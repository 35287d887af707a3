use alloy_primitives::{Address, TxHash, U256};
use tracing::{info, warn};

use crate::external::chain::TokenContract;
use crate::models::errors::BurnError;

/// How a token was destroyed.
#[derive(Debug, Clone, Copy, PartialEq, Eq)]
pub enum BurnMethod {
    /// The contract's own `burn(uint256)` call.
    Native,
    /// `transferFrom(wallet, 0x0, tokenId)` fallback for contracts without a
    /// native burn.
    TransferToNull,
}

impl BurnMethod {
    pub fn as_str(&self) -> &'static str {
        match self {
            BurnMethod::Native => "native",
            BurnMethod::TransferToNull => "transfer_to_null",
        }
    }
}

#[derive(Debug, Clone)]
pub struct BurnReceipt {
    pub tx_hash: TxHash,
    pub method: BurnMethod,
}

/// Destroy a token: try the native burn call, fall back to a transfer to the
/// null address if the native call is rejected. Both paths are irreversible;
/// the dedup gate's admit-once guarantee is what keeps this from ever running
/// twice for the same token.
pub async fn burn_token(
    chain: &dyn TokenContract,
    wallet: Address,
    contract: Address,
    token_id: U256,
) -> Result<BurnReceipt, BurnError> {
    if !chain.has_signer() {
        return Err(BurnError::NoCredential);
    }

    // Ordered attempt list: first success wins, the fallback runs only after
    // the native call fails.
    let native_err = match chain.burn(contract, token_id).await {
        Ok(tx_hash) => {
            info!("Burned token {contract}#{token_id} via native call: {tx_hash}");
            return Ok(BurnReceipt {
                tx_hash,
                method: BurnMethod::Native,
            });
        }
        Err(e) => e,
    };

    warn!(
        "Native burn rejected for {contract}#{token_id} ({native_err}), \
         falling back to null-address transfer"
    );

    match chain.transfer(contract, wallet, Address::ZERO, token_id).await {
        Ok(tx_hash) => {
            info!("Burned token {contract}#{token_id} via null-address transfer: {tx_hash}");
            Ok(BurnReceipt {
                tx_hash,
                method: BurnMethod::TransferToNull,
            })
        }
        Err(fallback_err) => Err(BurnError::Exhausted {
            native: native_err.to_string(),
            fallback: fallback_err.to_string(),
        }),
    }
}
= = = = = = =
• **What you have to do**: Filter the records above for "wallet" and copy every matching line.

• **Answer to this task**:
    /// `transferFrom(wallet, 0x0, tokenId)` fallback for contracts without a
    wallet: Address,
    match chain.transfer(contract, wallet, Address::ZERO, token_id).await {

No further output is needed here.